= Beginning of Section =

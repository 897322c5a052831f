//! Overall directional score.

use crate::types::SmcSignal;

/// Adjustment applied to favorite symbols, in the direction of the score.
const FAVORITE_BONUS: f64 = 5.0;

/// Reduce a signal list to a score in [-100, 100].
///
/// Each signal contributes `±confidence * weight` (sign from its direction);
/// the sum is normalised by the total `confidence * weight`. Favorites are
/// pushed 5 points further from zero (towards -5 when the score is exactly 0).
/// An empty list scores 0.
pub fn compute_overall_score(signals: &[SmcSignal], is_favorite: bool) -> f64 {
    if signals.is_empty() {
        return 0.0;
    }

    let mut score = 0.0;
    let mut total_weight = 0.0;

    for signal in signals {
        let weighted = signal.confidence as f64 * signal.kind.weight();
        score += signal.direction.multiplier() * weighted;
        total_weight += weighted;
    }

    let normalized = if total_weight > 0.0 {
        (score / total_weight) * 100.0
    } else {
        0.0
    };

    let bonus = match (is_favorite, normalized > 0.0) {
        (false, _) => 0.0,
        (true, true) => FAVORITE_BONUS,
        (true, false) => -FAVORITE_BONUS,
    };

    (normalized + bonus).clamp(-100.0, 100.0)
}

#[cfg(test)]
mod tests {
    use super::*;
    use crate::types::{Direction, SignalKind};

    fn signal(kind: SignalKind, direction: Direction, confidence: u8) -> SmcSignal {
        SmcSignal {
            kind,
            price_level: 100.0,
            band: None,
            direction,
            confidence,
            description: String::new(),
        }
    }

    #[test]
    fn test_empty_scores_zero() {
        assert_eq!(compute_overall_score(&[], false), 0.0);
        assert_eq!(compute_overall_score(&[], true), 0.0);
    }

    #[test]
    fn test_unanimous_signals_saturate() {
        let bullish = vec![
            signal(SignalKind::OrderBlock, Direction::Bullish, 80),
            signal(SignalKind::FairValueGap, Direction::Bullish, 60),
        ];
        assert_eq!(compute_overall_score(&bullish, false), 100.0);
        assert_eq!(compute_overall_score(&bullish, true), 100.0);

        let bearish = vec![signal(SignalKind::LiquidityZone, Direction::Bearish, 45)];
        assert_eq!(compute_overall_score(&bearish, false), -100.0);
    }

    #[test]
    fn test_weighted_mix() {
        // (80 * 2 - 60 * 1.5) / (80 * 2 + 60 * 1.5) = 70 / 250
        let signals = vec![
            signal(SignalKind::OrderBlock, Direction::Bullish, 80),
            signal(SignalKind::FairValueGap, Direction::Bearish, 60),
        ];
        let score = compute_overall_score(&signals, false);
        assert!((score - 28.0).abs() < 1e-9);

        let favorite = compute_overall_score(&signals, true);
        assert!((favorite - 33.0).abs() < 1e-9);
    }

    #[test]
    fn test_choch_outweighs_liquidity() {
        let signals = vec![
            signal(SignalKind::ChangeOfCharacter, Direction::Bearish, 60),
            signal(SignalKind::LiquidityZone, Direction::Bullish, 60),
        ];
        // (-180 + 60) / 240 = -50%
        let score = compute_overall_score(&signals, false);
        assert!((score + 50.0).abs() < 1e-9);
        assert!((compute_overall_score(&signals, true) + 55.0).abs() < 1e-9);
    }

    #[test]
    fn test_balanced_favorite_leans_negative() {
        let signals = vec![
            signal(SignalKind::OrderBlock, Direction::Bullish, 50),
            signal(SignalKind::OrderBlock, Direction::Bearish, 50),
        ];
        assert_eq!(compute_overall_score(&signals, false), 0.0);
        assert_eq!(compute_overall_score(&signals, true), -5.0);
    }

    #[test]
    fn test_zero_confidence_signals() {
        let signals = vec![signal(SignalKind::BreakOfStructure, Direction::Bullish, 0)];
        assert_eq!(compute_overall_score(&signals, false), 0.0);
    }
}
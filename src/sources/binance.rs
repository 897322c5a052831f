use crate::error::{AppError, Result};
use crate::types::{normalize_symbol, Candle};
use reqwest::Client;
use serde_json::Value;
use std::time::Duration;
use tracing::{debug, warn};

/// Default Binance USDⓈ-M futures REST endpoint.
pub const BINANCE_FUTURES_API_URL: &str = "https://fapi.binance.com/fapi/v1";

/// Maximum klines Binance returns per request.
pub const MAX_KLINE_LIMIT: u32 = 1500;

/// Kline intervals accepted by Binance.
pub const KLINE_INTERVALS: &[&str] = &[
    "1m", "3m", "5m", "15m", "30m", "1h", "2h", "4h", "6h", "8h", "12h", "1d", "3d", "1w", "1M",
];

/// Binance klines client.
#[derive(Clone)]
pub struct BinanceClient {
    client: Client,
    base_url: String,
}

impl BinanceClient {
    /// Create a new Binance client.
    pub fn new(base_url: impl Into<String>, timeout: Duration) -> Self {
        let client = Client::builder()
            .user_agent("cryptosmc/1.0")
            .timeout(timeout)
            .build()
            .unwrap_or_else(|_| Client::new());

        Self {
            client,
            base_url: base_url.into().trim_end_matches('/').to_string(),
        }
    }

    /// Fetch the most recent `limit` candles, oldest first.
    pub async fn fetch_klines(&self, symbol: &str, interval: &str, limit: u32) -> Result<Vec<Candle>> {
        if !KLINE_INTERVALS.contains(&interval) {
            return Err(AppError::BadRequest(format!("Unsupported interval: {}", interval)));
        }
        let symbol = normalize_symbol(symbol);
        if symbol.is_empty() {
            return Err(AppError::BadRequest("Symbol is required".to_string()));
        }
        let limit = limit.clamp(1, MAX_KLINE_LIMIT).to_string();

        let url = format!("{}/klines", self.base_url);
        let response = self
            .client
            .get(&url)
            .query(&[
                ("symbol", symbol.as_str()),
                ("interval", interval),
                ("limit", limit.as_str()),
            ])
            .send()
            .await?;

        if !response.status().is_success() {
            let status = response.status();
            let text = response.text().await.unwrap_or_default();
            warn!(
                "Binance klines for {} returned {}: {}",
                symbol,
                status,
                text.chars().take(200).collect::<String>()
            );
            return Err(AppError::ExternalApi(format!(
                "Binance klines error for {}: {}",
                symbol, status
            )));
        }

        let rows: Vec<Vec<Value>> = response.json().await?;
        let candles: Vec<Candle> = rows.iter().filter_map(|row| parse_kline(row)).collect();

        if candles.len() < rows.len() {
            warn!(
                "Dropped {} malformed klines for {}",
                rows.len() - candles.len(),
                symbol
            );
        }
        debug!("Fetched {} {} candles for {}", candles.len(), interval, symbol);

        Ok(candles)
    }
}

/// Parse one kline row: `[openTime, open, high, low, close, volume, ...]`
/// with prices encoded as strings.
pub fn parse_kline(row: &[Value]) -> Option<Candle> {
    if row.len() < 6 {
        return None;
    }

    let timestamp = row[0].as_i64()?;
    let number = |v: &Value| -> Option<f64> {
        match v {
            Value::String(s) => s.parse().ok(),
            Value::Number(n) => n.as_f64(),
            _ => None,
        }
    };

    Some(Candle {
        open: number(&row[1])?,
        high: number(&row[2])?,
        low: number(&row[3])?,
        close: number(&row[4])?,
        volume: number(&row[5])?,
        timestamp,
    })
}
pub mod analysis;
pub mod favorites;
pub mod health;
pub mod reliability;

use crate::AppState;
use axum::Router;
use serde::Serialize;

/// API response wrapper.
#[derive(Debug, Serialize)]
pub struct ApiResponse<T> {
    pub data: T,
    pub meta: ApiMeta,
}

#[derive(Debug, Serialize)]
pub struct ApiMeta {
    pub cached: bool,
}

impl<T> ApiResponse<T> {
    pub fn new(data: T) -> Self {
        Self {
            data,
            meta: ApiMeta { cached: false },
        }
    }
}

/// Create the API router.
pub fn router() -> Router<AppState> {
    Router::new()
        .merge(health::router())
        .nest("/api/analysis", analysis::router())
        .nest("/api/favorites", favorites::router())
        .nest("/api/reliability", reliability::router())
}
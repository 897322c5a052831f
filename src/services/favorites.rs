//! Favorite symbols.

use crate::types::normalize_symbol;
use dashmap::DashSet;
use std::sync::Arc;

/// Set of symbols the user marked as favorite.
#[derive(Debug, Default)]
pub struct FavoritesStore {
    symbols: DashSet<String>,
}

impl FavoritesStore {
    /// Create a store seeded with `initial` favorites.
    pub fn new(initial: &[String]) -> Arc<Self> {
        let store = Self::default();
        for symbol in initial {
            store.symbols.insert(normalize_symbol(symbol));
        }
        Arc::new(store)
    }

    pub fn is_favorite(&self, symbol: &str) -> bool {
        self.symbols.contains(&normalize_symbol(symbol))
    }

    /// Flip the favorite flag. Returns the new state.
    pub fn toggle(&self, symbol: &str) -> bool {
        let symbol = normalize_symbol(symbol);
        if self.symbols.remove(&symbol).is_some() {
            false
        } else {
            self.symbols.insert(symbol);
            true
        }
    }

    /// Sorted favorites.
    pub fn list(&self) -> Vec<String> {
        let mut symbols: Vec<String> = self.symbols.iter().map(|s| s.key().clone()).collect();
        symbols.sort();
        symbols
    }

    /// Favorites first, each group keeping the watchlist order.
    pub fn order_watchlist(&self, watchlist: &[String]) -> Vec<String> {
        let (mut favorites, rest): (Vec<String>, Vec<String>) = watchlist
            .iter()
            .map(|s| normalize_symbol(s))
            .partition(|s| self.symbols.contains(s));
        favorites.extend(rest);
        favorites
    }
}

#[cfg(test)]
mod tests {
    use super::*;

    fn symbols(list: &[&str]) -> Vec<String> {
        list.iter().map(|s| s.to_string()).collect()
    }

    #[test]
    fn test_toggle() {
        let store = FavoritesStore::new(&[]);
        assert!(!store.is_favorite("BTCUSDT"));

        assert!(store.toggle("btcusdt"));
        assert!(store.is_favorite("BTCUSDT"));

        assert!(!store.toggle("BTCUSDT"));
        assert!(!store.is_favorite("btcusdt"));
    }

    #[test]
    fn test_seeded_and_listed() {
        let store = FavoritesStore::new(&symbols(&["solusdt", "BTCUSDT"]));
        assert_eq!(store.list(), symbols(&["BTCUSDT", "SOLUSDT"]));
    }

    #[test]
    fn test_order_watchlist() {
        let store = FavoritesStore::new(&symbols(&["SOLUSDT", "ADAUSDT"]));
        let watchlist = symbols(&["BTCUSDT", "ETHUSDT", "SOLUSDT", "BNBUSDT", "ADAUSDT"]);
        assert_eq!(
            store.order_watchlist(&watchlist),
            symbols(&["SOLUSDT", "ADAUSDT", "BTCUSDT", "ETHUSDT", "BNBUSDT"])
        );
    }
}
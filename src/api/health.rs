use crate::AppState;
use axum::{extract::State, routing::get, Json, Router};
use serde::Serialize;

#[derive(Serialize)]
#[serde(rename_all = "camelCase")]
struct HealthResponse {
    status: &'static str,
    version: &'static str,
    global_reliability_shared: bool,
}

async fn health(State(state): State<AppState>) -> Json<HealthResponse> {
    Json(HealthResponse {
        status: "ok",
        version: env!("CARGO_PKG_VERSION"),
        global_reliability_shared: state.global_reliability.is_shared().await,
    })
}

pub fn router() -> Router<AppState> {
    Router::new().route("/api/health", get(health))
}
//! Per-symbol SMC analysis.

use crate::config::AnalysisConfig;
use crate::error::{AppError, Result};
use crate::services::favorites::FavoritesStore;
use crate::services::reliability::{GlobalReliability, LocalReliability};
use crate::services::smc::{compute_overall_score, run_analysis, MIN_ANALYSIS_CANDLES};
use crate::sources::BinanceClient;
use crate::types::{normalize_symbol, AnalysisResult, Candle, Recommendation};
use futures_util::future::join_all;
use std::sync::Arc;
use tracing::{debug, warn};

/// Analyze a candle series: detect signals, score them, classify the score.
///
/// Reliability scores are left unset; [`AnalysisService`] attaches them.
pub fn analyze_candles(symbol: &str, candles: &[Candle], is_favorite: bool) -> AnalysisResult {
    let signals = run_analysis(candles);
    let overall_score = compute_overall_score(&signals, is_favorite);

    AnalysisResult {
        symbol: normalize_symbol(symbol),
        signals,
        overall_score,
        recommendation: Recommendation::from_score(overall_score),
        is_favorite,
        local_score: None,
        global_score: None,
        timestamp: chrono::Utc::now().timestamp_millis(),
    }
}

/// Fetches candles and produces analysis results with reliability attached.
pub struct AnalysisService {
    binance: BinanceClient,
    favorites: Arc<FavoritesStore>,
    local: Arc<LocalReliability>,
    global: Arc<GlobalReliability>,
    config: AnalysisConfig,
}

impl AnalysisService {
    pub fn new(
        config: AnalysisConfig,
        favorites: Arc<FavoritesStore>,
        local: Arc<LocalReliability>,
        global: Arc<GlobalReliability>,
    ) -> Arc<Self> {
        let binance = BinanceClient::new(config.binance_api_url.clone(), config.request_timeout);
        Arc::new(Self {
            binance,
            favorites,
            local,
            global,
            config,
        })
    }

    pub fn config(&self) -> &AnalysisConfig {
        &self.config
    }

    /// Analyze one symbol with freshly fetched candles.
    pub async fn analyze(&self, symbol: &str) -> Result<AnalysisResult> {
        let symbol = normalize_symbol(symbol);
        let candles = self
            .binance
            .fetch_klines(&symbol, &self.config.interval, self.config.limit)
            .await?;

        if candles.is_empty() {
            return Err(AppError::NotFound(format!("No candles available for {}", symbol)));
        }
        if candles.len() < MIN_ANALYSIS_CANDLES {
            debug!(
                "{} has only {} candles, analysis will be empty",
                symbol,
                candles.len()
            );
        }

        let mut result = analyze_candles(&symbol, &candles, self.favorites.is_favorite(&symbol));
        self.attach_reliability(&mut result).await;

        debug!(
            "Analyzed {}: {} signals, score {:.1} ({})",
            result.symbol,
            result.signals.len(),
            result.overall_score,
            result.recommendation.label()
        );

        Ok(result)
    }

    /// Analyze the watchlist, favorites first. Symbols that fail are skipped.
    pub async fn analyze_watchlist(&self, watchlist: &[String]) -> Vec<AnalysisResult> {
        let symbols = self.favorites.order_watchlist(watchlist);
        let outcomes = join_all(symbols.iter().map(|symbol| self.analyze(symbol))).await;

        symbols
            .iter()
            .zip(outcomes)
            .filter_map(|(symbol, outcome)| match outcome {
                Ok(result) => Some(result),
                Err(e) => {
                    warn!("Skipping {} in watchlist analysis: {}", symbol, e);
                    None
                }
            })
            .collect()
    }

    async fn attach_reliability(&self, result: &mut AnalysisResult) {
        result.local_score = Some(self.local.score_for_symbol(&result.symbol));
        result.global_score = Some(self.global.score_for_symbol(&result.symbol).await);
    }
}
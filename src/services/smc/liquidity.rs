//! Liquidity zone detection.

use crate::services::smc::{confidence, find_swing_points, fmt_price, retain_strongest, Detector};
use crate::types::{Candle, Direction, SignalKind, SmcSignal, SwingPoint};

/// Liquidity zone detector.
///
/// Resting stop orders pile up beyond swing extremes, more so where several
/// swings sit at nearly the same price. Each recent swing becomes a zone
/// whose confidence grows with the number of neighbouring swings:
/// 45 + 15 per neighbour within `proximity`.
///
/// Swing highs mark sell-side liquidity above price (bearish), swing lows
/// mark buy-side liquidity below price (bullish).
pub struct LiquidityZones {
    lookback: usize,
    /// Number of most recent swings considered.
    recent_swings: usize,
    /// Relative distance within which two swings count as clustered.
    proximity: f64,
    /// Strongest zones kept.
    max_kept: usize,
}

impl Default for LiquidityZones {
    fn default() -> Self {
        Self {
            lookback: 4,
            recent_swings: 10,
            proximity: 0.003,
            max_kept: 3,
        }
    }
}

impl LiquidityZones {
    /// Number of other swings within `proximity` of the swing at `pos`.
    fn nearby_count(&self, swings: &[SwingPoint], pos: usize) -> usize {
        let price = swings[pos].price;
        swings
            .iter()
            .enumerate()
            .filter(|&(i, other)| i != pos && ((other.price - price).abs() / price) < self.proximity)
            .count()
    }

    fn zone(swing: &SwingPoint, nearby: usize) -> SmcSignal {
        let (direction, description) = if swing.is_high() {
            (
                Direction::Bearish,
                format!("Sell-side liquidity at {}", fmt_price(swing.price)),
            )
        } else {
            (
                Direction::Bullish,
                format!("Buy-side liquidity at {}", fmt_price(swing.price)),
            )
        };

        SmcSignal {
            kind: SignalKind::LiquidityZone,
            price_level: swing.price,
            band: None,
            direction,
            confidence: confidence(45.0 + nearby as f64 * 15.0),
            description,
        }
    }
}

impl Detector for LiquidityZones {
    fn id(&self) -> &str {
        "liquidity_zone"
    }

    fn name(&self) -> &str {
        "Liquidity Zones"
    }

    fn min_candles(&self) -> usize {
        10
    }

    fn detect(&self, candles: &[Candle]) -> Vec<SmcSignal> {
        if candles.len() < self.min_candles() {
            return Vec::new();
        }

        let swings = find_swing_points(candles, self.lookback);
        let recent = &swings[swings.len().saturating_sub(self.recent_swings)..];

        let zones = recent
            .iter()
            .enumerate()
            .map(|(pos, swing)| Self::zone(swing, self.nearby_count(recent, pos)))
            .collect();

        retain_strongest(zones, self.max_kept)
    }
}
//! Analysis API endpoints.

use axum::{
    extract::{Path, State},
    routing::get,
    Json, Router,
};

use crate::api::ApiResponse;
use crate::error::Result;
use crate::types::AnalysisResult;
use crate::AppState;

/// Create the analysis router.
pub fn router() -> Router<AppState> {
    Router::new()
        .route("/", get(get_watchlist_analysis))
        .route("/:symbol", get(get_symbol_analysis))
}

/// Analyze every watchlist symbol, favorites first.
async fn get_watchlist_analysis(
    State(state): State<AppState>,
) -> Json<ApiResponse<Vec<AnalysisResult>>> {
    let results = state
        .analysis
        .analyze_watchlist(&state.config.watchlist)
        .await;
    Json(ApiResponse::new(results))
}

/// Analyze one symbol.
async fn get_symbol_analysis(
    State(state): State<AppState>,
    Path(symbol): Path<String>,
) -> Result<Json<ApiResponse<AnalysisResult>>> {
    let result = state.analysis.analyze(&symbol).await?;
    Ok(Json(ApiResponse::new(result)))
}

= End of Section =

__Problem to work on__:
Beginning with the line above that contains "pub fn new(data: T)", copy each line exactly up to and including the line that contains "the watchlist order.", and go no further.

__Exercise result__:
    pub fn new(data: T) -> Self {
        Self {
            data,
            meta: ApiMeta { cached: false },
        }
    }
}

/// Create the API router.
pub fn router() -> Router<AppState> {
    Router::new()
        .merge(health::router())
        .nest("/api/analysis", analysis::router())
        .nest("/api/favorites", favorites::router())
        .nest("/api/reliability", reliability::router())
}
repository 897322c5a052831f
filename src/services/favorites.rs
//! Favorite symbols.

use crate::types::normalize_symbol;
use dashmap::DashSet;
use std::sync::Arc;

/// Set of symbols the user marked as favorite.
#[derive(Debug, Default)]
pub struct FavoritesStore {
    symbols: DashSet<String>,
}

impl FavoritesStore {
    /// Create a store seeded with `initial` favorites.
    pub fn new(initial: &[String]) -> Arc<Self> {
        let store = Self::default();
        for symbol in initial {
            store.symbols.insert(normalize_symbol(symbol));
        }
        Arc::new(store)
    }

    pub fn is_favorite(&self, symbol: &str) -> bool {
        self.symbols.contains(&normalize_symbol(symbol))
    }

    /// Flip the favorite flag. Returns the new state.
    pub fn toggle(&self, symbol: &str) -> bool {
        let symbol = normalize_symbol(symbol);
        if self.symbols.remove(&symbol).is_some() {
            false
        } else {
            self.symbols.insert(symbol);
            true
        }
    }

    /// Sorted favorites.
    pub fn list(&self) -> Vec<String> {
        let mut symbols: Vec<String> = self.symbols.iter().map(|s| s.key().clone()).collect();
        symbols.sort();
        symbols
    }

    /// Favorites first, each group keeping the watchlist order.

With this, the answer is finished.